Data excerpts:
[Start of section]
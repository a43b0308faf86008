use super::{max_score, Distribution, SelectKind, SelectionPolicy};
use crate::error::{ConfigError, SelectionError};
use crate::score::ScoreMap;

/// Power-law selection: weight `(score / max)^gamma`.
///
/// `gamma = 1` is proportional, larger values sharpen towards the maximum,
/// smaller ones flatten, `gamma = 0` is uniform.
#[derive(Debug, Clone, Copy)]
pub struct Weighted {
    gamma: f64,
}

impl Weighted {
    pub fn new(gamma: f64) -> Result<Self, ConfigError> {
        if !gamma.is_finite() || gamma < 0.0 {
            return Err(ConfigError::InvalidGamma {
                policy: "weighted",
                gamma,
            });
        }
        Ok(Self { gamma })
    }

    pub fn gamma(&self) -> f64 {
        self.gamma
    }
}

impl SelectionPolicy for Weighted {
    fn kind(&self) -> SelectKind {
        SelectKind::Weighted { gamma: self.gamma }
    }

    fn distribution(&self, scores: &ScoreMap) -> Result<Distribution, SelectionError> {
        let max = max_score(scores)?;
        if max == 0.0 {
            return Distribution::from_weights(scores.keys().map(|&n| (n, 0.0)).collect());
        }
        let weights = scores
            .iter()
            .map(|(&node, &s)| (node, (s / max).powf(self.gamma)))
            .collect();
        Distribution::from_weights(weights)
    }
}
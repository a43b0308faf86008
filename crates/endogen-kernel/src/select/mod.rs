//! Selection policies
//!
//! A policy turns a score map into a probability [`Distribution`] over the
//! candidates and samples one of them. Score maps are never mutated; every
//! call builds a fresh distribution.

mod greedy;
mod random;
mod softmax;
mod weighted;

pub use greedy::{Greedy, DEFAULT_TIE_TOLERANCE};
pub use random::Random;
pub use softmax::Softmax;
pub use weighted::Weighted;

use crate::error::{ConfigError, SelectionError};
use crate::score::ScoreMap;
use crate::types::NodeId;
use rand::distributions::{Distribution as _, WeightedIndex};
use rand::RngCore;
use serde::{Deserialize, Serialize};
use std::fmt;

/// Normalised probabilities over candidates, in ascending id order.
#[derive(Debug, Clone, PartialEq)]
pub struct Distribution {
    entries: Vec<(NodeId, f64)>,
}

impl Distribution {
    /// Normalise raw non-negative weights. An all-zero vector becomes uniform.
    pub(crate) fn from_weights(weights: Vec<(NodeId, f64)>) -> Result<Self, SelectionError> {
        if weights.is_empty() {
            return Err(SelectionError::NoCandidates);
        }

        let total: f64 = weights.iter().map(|(_, w)| w).sum();
        if !total.is_finite() {
            return Err(SelectionError::Sampling(format!("weight total {total} is not finite")));
        }
        if total <= 0.0 {
            tracing::debug!(candidates = weights.len(), "all weights zero, selecting uniformly");
            return Ok(Self::uniform(weights.into_iter().map(|(node, _)| node)));
        }

        Ok(Self {
            entries: weights.into_iter().map(|(node, w)| (node, w / total)).collect(),
        })
    }

    pub(crate) fn uniform(nodes: impl IntoIterator<Item = NodeId>) -> Self {
        let nodes: Vec<NodeId> = nodes.into_iter().collect();
        let p = 1.0 / nodes.len().max(1) as f64;
        Self {
            entries: nodes.into_iter().map(|node| (node, p)).collect(),
        }
    }

    pub fn entries(&self) -> &[(NodeId, f64)] {
        &self.entries
    }

    pub fn len(&self) -> usize {
        self.entries.len()
    }

    pub fn is_empty(&self) -> bool {
        self.entries.is_empty()
    }

    /// Probability of `node`; zero for anything outside the support.
    pub fn probability(&self, node: NodeId) -> f64 {
        self.entries
            .iter()
            .find(|(n, _)| *n == node)
            .map_or(0.0, |(_, p)| *p)
    }

    pub fn total(&self) -> f64 {
        self.entries.iter().map(|(_, p)| p).sum()
    }

    /// Candidates with non-zero probability.
    pub fn support(&self) -> impl Iterator<Item = NodeId> + '_ {
        self.entries.iter().filter(|(_, p)| *p > 0.0).map(|(n, _)| *n)
    }

    pub fn sample(&self, rng: &mut dyn RngCore) -> Result<NodeId, SelectionError> {
        let weights: Vec<f64> = self.entries.iter().map(|(_, p)| *p).collect();
        let sampler = WeightedIndex::new(&weights)
            .map_err(|e| SelectionError::Sampling(e.to_string()))?;
        Ok(self.entries[sampler.sample(rng)].0)
    }
}

/// Strategy choosing one candidate from a score map.
pub trait SelectionPolicy: Send + Sync + fmt::Debug {
    fn kind(&self) -> SelectKind;

    /// Whether scores influence the outcome. When false the engine skips
    /// scoring and hands every candidate a score of 1.0.
    fn needs_scores(&self) -> bool {
        true
    }

    fn distribution(&self, scores: &ScoreMap) -> Result<Distribution, SelectionError>;

    fn select(&self, scores: &ScoreMap, rng: &mut dyn RngCore) -> Result<NodeId, SelectionError> {
        self.distribution(scores)?.sample(rng)
    }
}

/// Check every score and return the maximum.
pub(crate) fn max_score(scores: &ScoreMap) -> Result<f64, SelectionError> {
    if scores.is_empty() {
        return Err(SelectionError::NoCandidates);
    }
    let mut max = 0.0_f64;
    for (&node, &score) in scores {
        if !score.is_finite() || score < 0.0 {
            return Err(SelectionError::InvalidScore { node, score });
        }
        max = max.max(score);
    }
    Ok(max)
}

/// Closed set of selection policies with their parameters.
#[derive(Debug, Clone, Copy, PartialEq, Serialize, Deserialize)]
#[serde(tag = "kind", rename_all = "snake_case")]
pub enum SelectKind {
    Random,
    Greedy,
    Weighted { gamma: f64 },
    Softmax { gamma: f64 },
}

impl Default for SelectKind {
    fn default() -> Self {
        SelectKind::Weighted { gamma: 1.0 }
    }
}

impl SelectKind {
    pub fn name(self) -> &'static str {
        match self {
            SelectKind::Random => "random",
            SelectKind::Greedy => "greedy",
            SelectKind::Weighted { .. } => "weighted",
            SelectKind::Softmax { .. } => "softmax",
        }
    }

    pub fn build(self) -> Result<Box<dyn SelectionPolicy>, ConfigError> {
        Ok(match self {
            SelectKind::Random => Box::new(Random),
            SelectKind::Greedy => Box::new(Greedy::default()),
            SelectKind::Weighted { gamma } => Box::new(Weighted::new(gamma)?),
            SelectKind::Softmax { gamma } => Box::new(Softmax::new(gamma)?),
        })
    }
}

impl fmt::Display for SelectKind {
    fn fmt(&self, f: &mut fmt::Formatter<'_>) -> fmt::Result {
        match self {
            SelectKind::Weighted { gamma } | SelectKind::Softmax { gamma } => {
                write!(f, "{}(gamma={gamma})", self.name())
            }
            other => f.write_str(other.name()),
        }
    }
}

#[cfg(test)]
pub(crate) fn scores(values: &[f64]) -> ScoreMap {
    values
        .iter()
        .enumerate()
        .map(|(i, &s)| (NodeId(i), s))
        .collect()
}
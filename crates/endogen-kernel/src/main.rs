use anyhow::{bail, Context, Result};
use clap::{value_parser, Arg, ArgAction, ArgMatches, Command};
use endogen_kernel::score::DEFAULT_DAMPING;
use endogen_kernel::snapshot::write_jsonl;
use endogen_kernel::test_harness::{run_simulator, SimulatorConfig, TestHarness};
use endogen_kernel::{
    Evaluation, GrowthEngine, ModelConfig, ScoreKind, SeedTopology, SelectKind, TemplateKind,
};
use rand::{rngs::StdRng, SeedableRng};
use std::fs::File;
use std::io::BufWriter;
use std::path::PathBuf;
use tracing_subscriber::EnvFilter;

fn main() -> Result<()> {
    let cli = Command::new("endogen")
        .version(env!("CARGO_PKG_VERSION"))
        .about("Grow directed networks over the adjacent possible")
        .arg_required_else_help(true)
        .arg(
            Arg::new("json")
                .long("json")
                .global(true)
                .action(ArgAction::SetTrue)
                .help("Emit logs as JSON"),
        )
        .subcommand(
            Command::new("grow")
                .about("Grow one network and export its snapshots")
                .arg(
                    Arg::new("config")
                        .long("config")
                        .value_parser(value_parser!(PathBuf))
                        .help("TOML model configuration; flags below override it"),
                )
                .arg(
                    Arg::new("initial-size")
                        .long("initial-size")
                        .value_parser(value_parser!(usize))
                        .help("Seed network size"),
                )
                .arg(
                    Arg::new("topology")
                        .long("topology")
                        .help("Seed topology: cycle, sticks, out_star"),
                )
                .arg(
                    Arg::new("template")
                        .long("template")
                        .help("Insertion template: 1in1out, 1in2out, 2in1out, io3, 2in2out"),
                )
                .arg(
                    Arg::new("score")
                        .long("score")
                        .help("Scoring function: uniform, influence, degree"),
                )
                .arg(
                    Arg::new("damping")
                        .long("damping")
                        .value_parser(value_parser!(f64))
                        .help("Influence damping factor"),
                )
                .arg(
                    Arg::new("select")
                        .long("select")
                        .help("Selection policy: random, greedy, weighted, softmax"),
                )
                .arg(
                    Arg::new("gamma")
                        .long("gamma")
                        .value_parser(value_parser!(f64))
                        .help("Exponent for weighted and softmax selection"),
                )
                .arg(
                    Arg::new("evaluation")
                        .long("evaluation")
                        .help("Candidate scoring: local, global"),
                )
                .arg(
                    Arg::new("target")
                        .long("target")
                        .default_value("20")
                        .value_parser(value_parser!(usize))
                        .help("Final number of real nodes"),
                )
                .arg(
                    Arg::new("seed")
                        .long("seed")
                        .default_value("42")
                        .value_parser(value_parser!(u64))
                        .help("Random seed for reproducibility"),
                )
                .arg(
                    Arg::new("out")
                        .long("out")
                        .value_parser(value_parser!(PathBuf))
                        .help("Write snapshots as JSON Lines to this file"),
                ),
        )
        .subcommand(
            Command::new("simulate")
                .about("Run the invariant simulator over every template and policy")
                .arg(
                    Arg::new("seed")
                        .long("seed")
                        .default_value("42")
                        .value_parser(value_parser!(u64))
                        .help("Random seed for reproducibility"),
                )
                .arg(
                    Arg::new("target")
                        .long("target")
                        .default_value("12")
                        .value_parser(value_parser!(usize))
                        .help("Nodes each run grows to"),
                )
                .arg(
                    Arg::new("stop-on-violation")
                        .long("stop-on-violation")
                        .action(ArgAction::SetTrue)
                        .help("Stop simulation on first violation"),
                ),
        )
        .subcommand(
            Command::new("certify")
                .about("Run the simulator under many seeds")
                .arg(
                    Arg::new("seeds")
                        .long("seeds")
                        .default_value("10")
                        .value_parser(value_parser!(u64))
                        .help("Number of seeds, starting at 0"),
                )
                .arg(
                    Arg::new("target")
                        .long("target")
                        .default_value("12")
                        .value_parser(value_parser!(usize))
                        .help("Nodes each run grows to"),
                ),
        );

    let matches = cli.get_matches();
    init_tracing(matches.get_flag("json"));

    match matches.subcommand() {
        Some(("grow", args)) => grow(args),
        Some(("simulate", args)) => {
            let config = SimulatorConfig {
                seed: arg(args, "seed")?,
                target_size: arg(args, "target")?,
                stop_on_first_violation: args.get_flag("stop-on-violation"),
                ..Default::default()
            };
            let report = run_simulator(config);
            println!("{}", report.generate_text());
            std::process::exit(if report.passed() { 0 } else { 1 });
        }
        Some(("certify", args)) => {
            let report = TestHarness::run_certification(arg(args, "seeds")?, arg(args, "target")?);
            println!("Certification Report:");
            println!("  Seeds tested: {}", report.seeds_tested);
            println!("  Violations: {}", report.total_violations);
            if !report.failing_seeds.is_empty() {
                println!("  Failing seeds: {:?}", report.failing_seeds);
            }
            println!("  Passed: {}", report.passed);
            std::process::exit(if report.passed { 0 } else { 1 });
        }
        _ => Ok(()),
    }
}

fn init_tracing(json: bool) {
    let filter = EnvFilter::try_from_default_env().unwrap_or_else(|_| EnvFilter::new("info"));
    let builder = tracing_subscriber::fmt()
        .with_env_filter(filter)
        .with_writer(std::io::stderr);
    if json {
        builder.json().init();
    } else {
        builder.init();
    }
}

fn grow(args: &ArgMatches) -> Result<()> {
    let config = model_config(args)?;
    let target: usize = arg(args, "target")?;
    let seed: u64 = arg(args, "seed")?;

    let mut engine = GrowthEngine::new(config).context("failed to build growth engine")?;
    let mut rng = StdRng::seed_from_u64(seed);
    engine
        .grow(target, &mut rng)
        .with_context(|| format!("growth to {target} nodes failed"))?;

    if let Some(path) = args.get_one::<PathBuf>("out") {
        let file = File::create(path).with_context(|| format!("cannot create {}", path.display()))?;
        write_jsonl(BufWriter::new(file), engine.snapshots())
            .with_context(|| format!("cannot write snapshots to {}", path.display()))?;
    }

    let network = engine.network();
    println!("Run: {}", engine.run_id());
    println!("Model: {}", engine.config().label());
    println!("Config digest: {}", engine.config().digest()?);
    println!("Seed: {seed}");
    println!("Nodes: {}", network.node_count());
    println!("Edges: {}", network.edge_count());
    println!("Pending positions: {}", engine.adjacent_possible().len());
    if let Some(snapshot) = engine.latest_snapshot() {
        println!("Fingerprint: {}", snapshot.fingerprint());
    }
    println!("Log head: {}", hex::encode(engine.log().head()));
    Ok(())
}

fn model_config(args: &ArgMatches) -> Result<ModelConfig> {
    let mut config = match args.get_one::<PathBuf>("config") {
        Some(path) => ModelConfig::from_path(path)
            .with_context(|| format!("cannot load config {}", path.display()))?,
        None => ModelConfig::default(),
    };

    if let Some(&size) = args.get_one::<usize>("initial-size") {
        config.initial_size = size;
    }
    if let Some(topology) = args.get_one::<String>("topology") {
        config.seed = topology.parse::<SeedTopology>()?;
    }
    if let Some(template) = args.get_one::<String>("template") {
        config.template = template.parse::<TemplateKind>()?;
    }
    if let Some(evaluation) = args.get_one::<String>("evaluation") {
        config.evaluation = match evaluation.as_str() {
            "local" => Evaluation::Local,
            "global" => Evaluation::Global,
            other => bail!("unknown evaluation '{other}'"),
        };
    }

    let damping = args.get_one::<f64>("damping").copied();
    match args.get_one::<String>("score").map(String::as_str) {
        Some("uniform") => config.score = ScoreKind::Uniform,
        Some("degree") => config.score = ScoreKind::Degree,
        Some("influence") => {
            config.score = ScoreKind::Influence {
                damping: damping.unwrap_or(DEFAULT_DAMPING),
            };
        }
        Some(other) => bail!("unknown score '{other}'"),
        None => {
            if let (Some(d), ScoreKind::Influence { damping }) = (damping, &mut config.score) {
                *damping = d;
            }
        }
    }

    let gamma = args.get_one::<f64>("gamma").copied();
    match args.get_one::<String>("select").map(String::as_str) {
        Some("random") => config.select = SelectKind::Random,
        Some("greedy") => config.select = SelectKind::Greedy,
        Some("weighted") => {
            config.select = SelectKind::Weighted {
                gamma: gamma.unwrap_or(1.0),
            };
        }
        Some("softmax") => {
            config.select = SelectKind::Softmax {
                gamma: gamma.unwrap_or(1.0),
            };
        }
        Some(other) => bail!("unknown selection '{other}'"),
        None => {
            if let (
                Some(g),
                SelectKind::Weighted { gamma } | SelectKind::Softmax { gamma },
            ) = (gamma, &mut config.select)
            {
                *gamma = g;
            }
        }
    }

    config.validate()?;
    Ok(config)
}

fn arg<T: Clone + Send + Sync + 'static>(args: &ArgMatches, id: &str) -> Result<T> {
    args.get_one::<T>(id)
        .cloned()
        .with_context(|| format!("missing --{id}"))
}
[End of section]
What is needed is every line from the start of the entries through the line containing "is proportional, larger", returned word for word and nothing else.

repository a43b0308faf86008
use super::{max_score, Distribution, SelectKind, SelectionPolicy};
use crate::error::{ConfigError, SelectionError};
use crate::score::ScoreMap;

/// Power-law selection: weight `(score / max)^gamma`.
///
/// `gamma = 1` is proportional, larger values sharpen towards the maximum,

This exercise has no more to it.